(Items from a data source)
++++++++
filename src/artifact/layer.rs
//! Artifact store layers (spec.md §6).

use std::fmt;

#[derive(Debug, Clone, Copy, PartialEq, Eq, clap::ValueEnum)]
pub enum Layer {
    Landing,
    Staging,
    Operational,
    Analytics,
}

impl fmt::Display for Layer {
    fn fmt(&self, f: &mut fmt::Formatter<'_>) -> fmt::Result {
        let s = match self {
            Layer::Landing => "landing",
            Layer::Staging => "staging",
            Layer::Operational => "operational",
            Layer::Analytics => "analytics",
        };
        write!(f, "{s}")
    }
}
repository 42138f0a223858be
//! ARDEF resolver (spec.md §3, §4.4): filter, dedupe, and sort raw ARDEF
//! rows into a disjoint-interval index, then bind each transaction's
//! 9-digit truncated PAN to the interval containing it.

use crate::types::ardef::{ArdefIndex, ArdefRecord};
use chrono::NaiveDate;
use std::collections::{HashMap, HashSet};

/// Builds the disjoint-interval index from raw metadata rows, applying the
/// filter/dedupe/sort/overlap-elimination pipeline described in spec.md §3.
pub fn build_index(records: Vec<ArdefRecord>, processing_date: NaiveDate) -> ArdefIndex {
    let live: Vec<ArdefRecord> = records
        .into_iter()
        .filter(|r| r.delete_indicator == ' ')
        .filter(|r| {
            let valid_until = r.valid_until.unwrap_or(processing_date);
            r.effective_date <= processing_date && processing_date <= valid_until
        })
        .collect();

    let newest_per_table_key = dedup_newest_by_table_key(live);

    let mut sorted = newest_per_table_key;
    sorted.sort_by(|a, b| {
        a.table_key
            .cmp(&b.table_key)
            .then(b.effective_date.cmp(&a.effective_date))
            .then(a.low_key.cmp(&b.low_key))
    });

    let first_per_low_key = dedup_first_by_low_key(sorted);

    let mut disjoint = Vec::with_capacity(first_per_low_key.len());
    let mut prev_table_key: Option<i64> = None;
    for record in first_per_low_key {
        if let Some(prev) = prev_table_key {
            if record.low_key <= prev {
                continue;
            }
        }
        prev_table_key = Some(record.table_key);
        disjoint.push(record);
    }

    ArdefIndex::new(disjoint)
}

fn dedup_newest_by_table_key(records: Vec<ArdefRecord>) -> Vec<ArdefRecord> {
    let mut newest: HashMap<i64, ArdefRecord> = HashMap::new();
    for record in records {
        match newest.get(&record.table_key) {
            Some(existing) if existing.effective_date >= record.effective_date => {}
            _ => {
                newest.insert(record.table_key, record);
            }
        }
    }
    newest.into_values().collect()
}

fn dedup_first_by_low_key(sorted: Vec<ArdefRecord>) -> Vec<ArdefRecord> {
    let mut seen = HashSet::new();
    sorted
        .into_iter()
        .filter(|r| seen.insert(r.low_key))
        .collect()
}

/// Truncates a PAN (or retrieval reference number) to its 9 most
/// significant digits, replacing `*` masking characters with `0`, as the
/// ARDEF binding key.
pub fn account9(pan: &str) -> i64 {
    let normalized: String = pan.chars().map(|c| if c == '*' { '0' } else { c }).collect();
    let digits: String = normalized.chars().filter(|c| c.is_ascii_digit()).take(9).collect();
    digits.parse().unwrap_or(0)
}
use crate::config::AppConfig;
use crate::errors::AppResult;
use clap::{Parser, Subcommand};

pub mod commands;

/// Visa interchange file pipeline
#[derive(Parser)]
#[command(name = "itx")]
#[command(about = "Visa interchange file pipeline: transform, extract, clean, calculate, interchange, store")]
#[command(version)]
pub struct Cli {
    #[command(subcommand)]
    pub command: Commands,
}

/// Available CLI commands, one per pipeline stage plus an orchestrator.
#[derive(Subcommand)]
pub enum Commands {
    /// Stage 1: normalize and frame raw BASE II lines into transaction rows
    Transform(commands::transform::TransformCommand),
    /// Stage 2: slice positional/secondary-keyed fields out of framed rows
    Extract(commands::extract::ExtractCommand),
    /// Stage 3: coerce extracted fields to their declared semantic type
    Clean(commands::clean::CleanCommand),
    /// Stage 4: resolve ARDEF bindings and compute derived attributes
    Calculate(commands::calculate::CalculateCommand),
    /// Stage 5: bind each transaction to its highest-priority fee rule
    Interchange(commands::interchange::InterchangeCommand),
    /// Stage 6: merge clean, calculated, and interchange frames into one file
    Store(commands::store::StoreCommand),
    /// Run all six stages in order against one client/file
    RunAll(commands::run_all::RunAllCommand),
}

pub fn run() -> AppResult<()> {
    let app_config = AppConfig::load().unwrap_or_else(|_| AppConfig::get_defaults());
    let _guard = crate::logging::init(&app_config.logging.level, &app_config.logging.path);

    let cli = Cli::parse();

    match cli.command {
        Commands::Transform(command) => command.run(),
        Commands::Extract(command) => command.run(),
        Commands::Clean(command) => command.run(),
        Commands::Calculate(command) => command.run(),
        Commands::Interchange(command) => command.run(),
        Commands::Store(command) => command.run(),
        Commands::RunAll(command) => command.run(),
    }
}
//! `exchange_rate` table reads, used by the amount-currency criterion group.

use crate::errors::AppResult;
use crate::metadata::MetadataStore;
use chrono::NaiveDate;
use std::collections::HashMap;

/// Exchange rates for one `(brand, rate_date)`, keyed by `(from, to)`.
pub struct ExchangeRateTable {
    rates: HashMap<(String, String), f64>,
}

impl ExchangeRateTable {
    pub fn rate(&self, currency_from: &str, currency_to: &str) -> Option<f64> {
        self.rates
            .get(&(currency_from.to_string(), currency_to.to_string()))
            .copied()
    }

    #[cfg(test)]
    pub fn for_test(pairs: &[(&str, &str, f64)]) -> Self {
        Self {
            rates: pairs
                .iter()
                .map(|(from, to, rate)| ((from.to_string(), to.to_string()), *rate))
                .collect(),
        }
    }
}

impl MetadataStore {
    pub fn read_exchange_rates(
        &self,
        brand: &str,
        rate_date: NaiveDate,
    ) -> AppResult<ExchangeRateTable> {
        let conn = self.connection();
        let mut stmt = conn.prepare(
            "SELECT currency_from_code, currency_to, exchange_value FROM exchange_rate \
             WHERE brand = ?1 AND rate_date = ?2",
        )?;
        let rows = stmt.query_map(
            rusqlite::params![brand, rate_date.format("%Y-%m-%d").to_string()],
            |row| {
                Ok((
                    row.get::<_, String>(0)?,
                    row.get::<_, String>(1)?,
                    row.get::<_, f64>(2)?,
                ))
            },
        )?;
        let mut rates = HashMap::new();
        for row in rows {
            let (from, to, value) = row?;
            rates.insert((from, to), value);
        }
        Ok(ExchangeRateTable { rates })
    }
}
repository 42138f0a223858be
//! `visa_rules` table reads: rule identity columns plus the criterion cells,
//! parsed once into typed predicates as spec.md §9 recommends.
//!
//! Criterion cells are stored as a `criteria_json` column (`{"column_name":
//! "cell text", ...}`) rather than one physical SQL column per criterion —
//! the rule table has dozens of criterion columns and a flat map serves the
//! same read contract without a sprawling fixed schema (see DESIGN.md).

use crate::errors::{AppError, AppResult};
use crate::metadata::MetadataStore;
use crate::pipeline::criteria::parse_criterion;
use crate::types::rule::FeeRule;
use chrono::NaiveDate;
use std::collections::BTreeMap;

fn parse_date(s: &str) -> Option<NaiveDate> {
    NaiveDate::parse_from_str(s, "%Y-%m-%d").ok()
}

impl MetadataStore {
    /// Read every fee rule valid on `processing_date`
    /// (`valid_from <= processing_date <= valid_until`, null `valid_until`
    /// defaulting to `processing_date`), sorted `(region_country_code,
    /// intelica_id ascending)`.
    pub fn read_fee_rules(&self, processing_date: NaiveDate) -> AppResult<Vec<FeeRule>> {
        let conn = self.connection();
        let mut stmt = conn.prepare(
            "SELECT region_country_code, intelica_id, valid_from, valid_until, fee_descriptor, \
             fee_currency, fee_variable, fee_fixed, fee_min, fee_cap, criteria_json \
             FROM visa_rules",
        )?;
        let rows = stmt.query_map([], |row| {
            Ok((
                row.get::<_, String>(0)?,
                row.get::<_, i64>(1)?,
                row.get::<_, String>(2)?,
                row.get::<_, Option<String>>(3)?,
                row.get::<_, String>(4)?,
                row.get::<_, String>(5)?,
                row.get::<_, f64>(6)?,
                row.get::<_, f64>(7)?,
                row.get::<_, f64>(8)?,
                row.get::<_, f64>(9)?,
                row.get::<_, String>(10)?,
            ))
        })?;

        let mut out = Vec::new();
        for row in rows {
            let (
                region_country_code,
                intelica_id,
                valid_from_raw,
                valid_until_raw,
                fee_descriptor,
                fee_currency,
                fee_variable,
                fee_fixed,
                fee_min,
                fee_cap,
                criteria_json,
            ) = row?;

            let valid_from = parse_date(&valid_from_raw).ok_or_else(|| {
                AppError::Config(format!("invalid valid_from on rule {intelica_id}"))
            })?;
            let valid_until = valid_until_raw.and_then(|s| parse_date(&s));

            let cells: BTreeMap<String, String> = serde_json::from_str(&criteria_json)
                .map_err(|e| {
                    AppError::Config(format!("invalid criteria_json on rule {intelica_id}: {e}"))
                })?;

            let mut criteria = Vec::new();
            for (column, raw_cell) in cells {
                if let Some(predicate) = parse_criterion(&column, &raw_cell)
                    .map_err(|e| AppError::RuleDsl(format!("rule {intelica_id}: {e}")))?
                {
                    criteria.push((column, predicate));
                }
            }

            let rule = FeeRule {
                region_country_code,
                intelica_id,
                valid_from,
                valid_until,
                fee_descriptor,
                fee_currency,
                fee_variable,
                fee_fixed,
                fee_min,
                fee_cap,
                criteria,
            };

            if rule.is_valid_on(processing_date) {
                out.push(rule);
            }
        }

        out.sort_by(|a, b| {
            a.region_country_code
                .cmp(&b.region_country_code)
                .then(a.intelica_id.cmp(&b.intelica_id))
        });
        Ok(out)
    }
}
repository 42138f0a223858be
//! `client` table reads: per-client BIN lists used by the jurisdiction
//! classifier.

use crate::errors::{AppError, AppResult};
use crate::metadata::MetadataStore;
use std::collections::HashSet;

#[derive(Debug, Clone)]
pub struct Client {
    pub client_id: String,
    pub issuing_bins_6_digits: HashSet<String>,
    pub issuing_bins_8_digits: HashSet<String>,
    pub acquiring_bins: HashSet<String>,
}

fn split_bins(csv: &str) -> HashSet<String> {
    csv.split(',')
        .map(|s| s.trim().to_string())
        .filter(|s| !s.is_empty())
        .collect()
}

impl MetadataStore {
    pub fn read_client(&self, client_id: &str) -> AppResult<Client> {
        let conn = self.connection();
        let mut stmt = conn.prepare(
            "SELECT client_id, issuing_bins_6_digits, issuing_bins_8_digits, acquiring_bins \
             FROM client WHERE client_id = ?1",
        )?;
        let mut rows = stmt.query(rusqlite::params![client_id])?;
        let row = rows.next()?.ok_or_else(|| {
            AppError::Config(format!("no client row found for client_id {client_id}"))
        })?;
        Ok(Client {
            client_id: row.get(0)?,
            issuing_bins_6_digits: split_bins(&row.get::<_, String>(1)?),
            issuing_bins_8_digits: split_bins(&row.get::<_, String>(2)?),
            acquiring_bins: split_bins(&row.get::<_, String>(3)?),
        })
    }
}
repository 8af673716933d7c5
use serde::{Deserialize, Serialize};

use super::{Rating, UserId};

/// A registered user who can rate movies
#[derive(Debug, Clone, Serialize, Deserialize, PartialEq, sqlx::FromRow)]
pub struct User {
    /// Unique identifier for the user
    pub id: UserId,
    /// Login email, also used to locate the reference judge account
    pub email: String,
}

impl User {
    pub fn new(id: UserId, email: impl Into<String>) -> Self {
        Self {
            id,
            email: email.into(),
        }
    }
}

/// A user together with every rating they have made
#[derive(Debug, Clone, Serialize, PartialEq)]
pub struct UserDetails {
    #[serde(flatten)]
    pub user: User,
    /// Ordered by movie id
    pub ratings: Vec<Rating>,
}
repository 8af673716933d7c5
use axum::{
    extract::{Path, Query, State},
    http::StatusCode,
    Extension, Json,
};
use serde::Deserialize;
use serde_json::{json, Value};

use crate::{
    error::AppResult,
    middleware::request_id::RequestId,
    models::{Movie, MovieDetails, MovieId, Rating, RatingRequest, User, UserDetails, UserId},
    services,
};

use super::AppState;

#[derive(Debug, Deserialize)]
pub struct MovieDetailsQuery {
    /// Viewer to predict for; anonymous when absent
    pub user_id: Option<UserId>,
}

/// Health check endpoint
pub async fn health_check() -> (StatusCode, Json<Value>) {
    (StatusCode::OK, Json(json!({ "status": "healthy" })))
}

/// All movies, alphabetically by title
pub async fn list_movies(
    State(state): State<AppState>,
    Extension(request_id): Extension<RequestId>,
) -> AppResult<Json<Vec<Movie>>> {
    tracing::info!(request_id = %request_id, "Processing movie list request");

    let movies = services::list_movies(state.store.as_ref()).await?;
    Ok(Json(movies))
}

/// All users
pub async fn list_users(
    State(state): State<AppState>,
    Extension(request_id): Extension<RequestId>,
) -> AppResult<Json<Vec<User>>> {
    tracing::info!(request_id = %request_id, "Processing user list request");

    let users = services::list_users(state.store.as_ref()).await?;
    Ok(Json(users))
}

/// A user with their ratings
pub async fn get_user_details(
    State(state): State<AppState>,
    Extension(request_id): Extension<RequestId>,
    Path(user_id): Path<UserId>,
) -> AppResult<Json<UserDetails>> {
    tracing::info!(
        request_id = %request_id,
        user_id = %user_id,
        "Processing user details request"
    );

    let details = services::user_details(state.store.as_ref(), user_id).await?;
    Ok(Json(details))
}

/// Movie details with average, prediction and judgment for the viewer
pub async fn get_movie_details(
    State(state): State<AppState>,
    Extension(request_id): Extension<RequestId>,
    Path(movie_id): Path<MovieId>,
    Query(query): Query<MovieDetailsQuery>,
) -> AppResult<Json<MovieDetails>> {
    tracing::info!(
        request_id = %request_id,
        movie_id = %movie_id,
        viewer = ?query.user_id,
        "Processing movie details request"
    );

    let details = services::movie_details(
        state.store.as_ref(),
        &state.predictor,
        &state.judge_email,
        movie_id,
        query.user_id,
    )
    .await?;

    Ok(Json(details))
}

/// Add or update a user's rating for a movie
pub async fn rate_movie(
    State(state): State<AppState>,
    Extension(request_id): Extension<RequestId>,
    Path(movie_id): Path<MovieId>,
    Json(request): Json<RatingRequest>,
) -> AppResult<Json<Rating>> {
    tracing::info!(
        request_id = %request_id,
        movie_id = %movie_id,
        user_id = %request.user_id,
        "Processing rating submission"
    );

    let rating = services::submit_rating(
        state.store.as_ref(),
        &state.scale,
        request.user_id,
        movie_id,
        request.score,
    )
    .await?;

    Ok(Json(rating))
}
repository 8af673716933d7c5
use std::sync::Arc;

use movie_ratings::{
    api::{create_router, AppState},
    config::Config,
    db::{create_pool, InMemoryRatingStore, PgRatingStore, RatingStore},
    logging::init_logging,
};
use tower_http::cors::CorsLayer;

#[tokio::main]
async fn main() -> anyhow::Result<()> {
    init_logging();

    let config = Config::from_env()?;

    let store: Arc<dyn RatingStore> = match &config.database_url {
        Some(url) => Arc::new(PgRatingStore::new(create_pool(url).await?)),
        None => {
            let store = InMemoryRatingStore::new();
            if config.seed_demo_data {
                store.seed_demo(&config.judge_email).await;
            }
            Arc::new(store)
        }
    };

    let state = AppState::new(store, &config);
    tracing::info!(
        store = state.store.name(),
        rounding = ?state.predictor.rounding(),
        "Rating store ready"
    );

    let app = create_router(state).layer(CorsLayer::permissive());

    let addr = format!("{}:{}", config.host, config.port);
    let listener = tokio::net::TcpListener::bind(&addr).await?;
    tracing::info!(address = %addr, "Server listening");
    axum::serve(listener, app).await?;

    Ok(())
}
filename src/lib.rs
pub mod api;
pub mod config;
pub mod db;
pub mod error;
pub mod logging;
pub mod middleware;
pub mod models;
pub mod services;
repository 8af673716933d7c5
pub mod handlers;
pub mod routes;
pub mod state;

pub use routes::create_router;
pub use state::AppState;
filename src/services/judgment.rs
/// Messages shown to a viewer, ordered from mildest to harshest
///
/// The index is the whole-number part of the deviation between the viewer
/// and the judge.
pub const JUDGMENT_MESSAGES: [&str; 5] = [
    "I suppose you don't have such bad taste after all.",
    "I regret every decision that I've ever made that has brought me to listen to your opinion.",
    "Words fail me, as your taste in movies has clearly failed you.",
    "That movie is great. For a clown to watch. Idiot.",
    "Words cannot express the awfulness of your taste.",
];

/// Absolute difference between two scores, absent when either side is absent
pub fn deviation(x: Option<f64>, y: Option<f64>) -> Option<f64> {
    match (x, y) {
        (Some(x), Some(y)) => Some((x - y).abs()),
        _ => None,
    }
}

/// Maps a deviation to a position in a list of `len` severity levels
///
/// Large deviations land on the last level; negative or NaN deviations on
/// the first. `None` only when the list is empty.
pub fn severity_index(deviation: f64, len: usize) -> Option<usize> {
    let last = len.checked_sub(1)?;
    if deviation.is_nan() || deviation <= 0.0 {
        return Some(0);
    }

    let bucket = deviation.floor();
    if bucket >= last as f64 {
        Some(last)
    } else {
        Some(bucket as usize)
    }
}

/// Picks the message for a deviation from `messages`
pub fn select_message<'a>(deviation: f64, messages: &[&'a str]) -> Option<&'a str> {
    severity_index(deviation, messages.len()).map(|index| messages[index])
}

/// Picks the message for a deviation from [`JUDGMENT_MESSAGES`]
pub fn judgment_for(deviation: f64) -> &'static str {
    select_message(deviation, &JUDGMENT_MESSAGES).unwrap_or(JUDGMENT_MESSAGES[0])
}

#[cfg(test)]
mod tests {
    use super::*;

    #[test]
    fn test_deviation_is_absolute() {
        assert_eq!(deviation(Some(2.0), Some(4.5)), Some(2.5));
        assert_eq!(deviation(Some(4.5), Some(2.0)), Some(2.5));
    }

    #[test]
    fn test_deviation_absent_when_either_side_absent() {
        assert_eq!(deviation(None, Some(3.0)), None);
        assert_eq!(deviation(Some(3.0), None), None);
        assert_eq!(deviation(None, None), None);
    }

    #[test]
    fn test_zero_deviation_is_a_value() {
        assert_eq!(deviation(Some(3.0), Some(3.0)), Some(0.0));
        assert_eq!(judgment_for(0.0), JUDGMENT_MESSAGES[0]);
    }

    #[test]
    fn test_severity_index_floors() {
        assert_eq!(severity_index(0.9, 5), Some(0));
        assert_eq!(severity_index(1.0, 5), Some(1));
        assert_eq!(severity_index(3.99, 5), Some(3));
    }

    #[test]
    fn test_severity_index_clamps_at_list_length() {
        assert_eq!(severity_index(5.0, 5), Some(4));
        assert_eq!(severity_index(6.0, 5), Some(4));
        assert_eq!(severity_index(f64::INFINITY, 5), Some(4));
    }

    #[test]
    fn test_judgment_clamps_large_deviation() {
        let len = JUDGMENT_MESSAGES.len() as f64;
        assert_eq!(judgment_for(len), JUDGMENT_MESSAGES[4]);
        assert_eq!(judgment_for(len + 1.0), JUDGMENT_MESSAGES[4]);
    }

    #[test]
    fn test_severity_index_handles_degenerate_input() {
        assert_eq!(severity_index(-1.0, 5), Some(0));
        assert_eq!(severity_index(f64::NAN, 5), Some(0));
        assert_eq!(severity_index(2.0, 0), None);
    }

    #[test]
    fn test_select_message_from_custom_list() {
        let messages = ["fine", "bad"];
        assert_eq!(select_message(0.5, &messages), Some("fine"));
        assert_eq!(select_message(2.0, &messages), Some("bad"));
        assert_eq!(select_message(3.0, &messages), Some("bad"));
        assert_eq!(select_message(1.0, &[]), None);
    }

    #[test]
    fn test_judgment_agrees_with_select_message() {
        for deviation in [-1.0, 0.0, 0.5, 1.0, 2.7, 3.99, 4.0, 5.0, 9.0, f64::NAN] {
            assert_eq!(
                Some(judgment_for(deviation)),
                select_message(deviation, &JUDGMENT_MESSAGES)
            );
        }
    }
}
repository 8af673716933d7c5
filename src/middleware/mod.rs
pub mod request_id;
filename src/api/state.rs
use std::sync::Arc;

use crate::config::Config;
use crate::db::RatingStore;
use crate::models::ScoreScale;
use crate::services::Predictor;

/// Shared application state
#[derive(Clone)]
pub struct AppState {
    pub store: Arc<dyn RatingStore>,
    pub predictor: Predictor,
    pub scale: ScoreScale,
    pub judge_email: Arc<str>,
}

impl AppState {
    /// Creates state around an existing store, taking engine settings from config
    pub fn new(store: Arc<dyn RatingStore>, config: &Config) -> Self {
        Self {
            store,
            predictor: Predictor::new(config.rounding()),
            scale: config.score_scale(),
            judge_email: Arc::from(config.judge_email.as_str()),
        }
    }
}
use axum::{
    http::StatusCode,
    response::{IntoResponse, Response},
    Json,
};
use serde_json::json;

/// Application-level errors
#[derive(thiserror::Error, Debug)]
pub enum AppError {
    #[error("Database error: {0}")]
    Database(#[from] sqlx::Error),

    #[error("Not found: {0}")]
    NotFound(String),

    #[error("Invalid input: {0}")]
    InvalidInput(String),

    #[error("Internal server error: {0}")]
    Internal(String),
}

impl IntoResponse for AppError {
    fn into_response(self) -> Response {
        let (status, message) = match self {
            AppError::NotFound(msg) => (StatusCode::NOT_FOUND, msg),
            AppError::InvalidInput(msg) => (StatusCode::BAD_REQUEST, msg),
            AppError::Database(_) | AppError::Internal(_) => {
                tracing::error!(error = %self, "Request failed");
                (StatusCode::INTERNAL_SERVER_ERROR, self.to_string())
            }
        };

        let body = Json(json!({
            "error": message
        }));

        (status, body).into_response()
    }
}

pub type AppResult<T> = Result<T, AppError>;
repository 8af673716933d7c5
pub mod memory;
pub mod postgres;
pub mod store;

pub use memory::InMemoryRatingStore;
pub use postgres::{create_pool, PgRatingStore};
pub use store::RatingStore;

#[cfg(test)]
pub use store::MockRatingStore;
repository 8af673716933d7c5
use crate::{
    db::RatingStore,
    error::{AppError, AppResult},
    models::{Movie, User, UserDetails, UserId},
};

/// Every movie, alphabetically by title
pub async fn list_movies(store: &dyn RatingStore) -> AppResult<Vec<Movie>> {
    let movies = store.movies().await?;
    tracing::debug!(count = movies.len(), "Listed movies");
    Ok(movies)
}

/// Every user, by id
pub async fn list_users(store: &dyn RatingStore) -> AppResult<Vec<User>> {
    let users = store.users().await?;
    tracing::debug!(count = users.len(), "Listed users");
    Ok(users)
}

/// A user and all the ratings they have made
pub async fn user_details(store: &dyn RatingStore, user_id: UserId) -> AppResult<UserDetails> {
    let user = store
        .user(user_id)
        .await?
        .ok_or_else(|| AppError::NotFound(format!("User {}", user_id)))?;

    let mut ratings = store.ratings_by_user(user_id).await?;
    ratings.sort_by_key(|r| r.movie_id);

    Ok(UserDetails { user, ratings })
}
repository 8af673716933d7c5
use crate::{
    error::AppResult,
    models::{Movie, MovieId, Rating, User, UserId},
};

/// Read and write access to users, movies and ratings
///
/// The prediction engine only needs the two rating lookups; the rest serves
/// the movie detail and rating submission flows.
#[cfg_attr(test, mockall::automock)]
#[async_trait::async_trait]
pub trait RatingStore: Send + Sync {
    /// Fetch a movie by id
    async fn movie(&self, movie_id: MovieId) -> AppResult<Option<Movie>>;

    /// Fetch a user by id
    async fn user(&self, user_id: UserId) -> AppResult<Option<User>>;

    /// All movies, ordered by title
    async fn movies(&self) -> AppResult<Vec<Movie>>;

    /// All users, ordered by id
    async fn users(&self) -> AppResult<Vec<User>>;

    /// Fetch a user by login email
    async fn user_by_email(&self, email: &str) -> AppResult<Option<User>>;

    /// All ratings given to a movie
    async fn ratings_for_movie(&self, movie_id: MovieId) -> AppResult<Vec<Rating>>;

    /// All ratings a user has made
    async fn ratings_by_user(&self, user_id: UserId) -> AppResult<Vec<Rating>>;

    /// Insert a rating, or update the score if the user already rated the movie
    async fn upsert_rating(
        &self,
        user_id: UserId,
        movie_id: MovieId,
        score: f64,
    ) -> AppResult<Rating>;

    /// Store name for logging and debugging
    fn name(&self) -> &'static str;
}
++++++++
Only the number should be given: the count of lines above that hold the word "reads".

3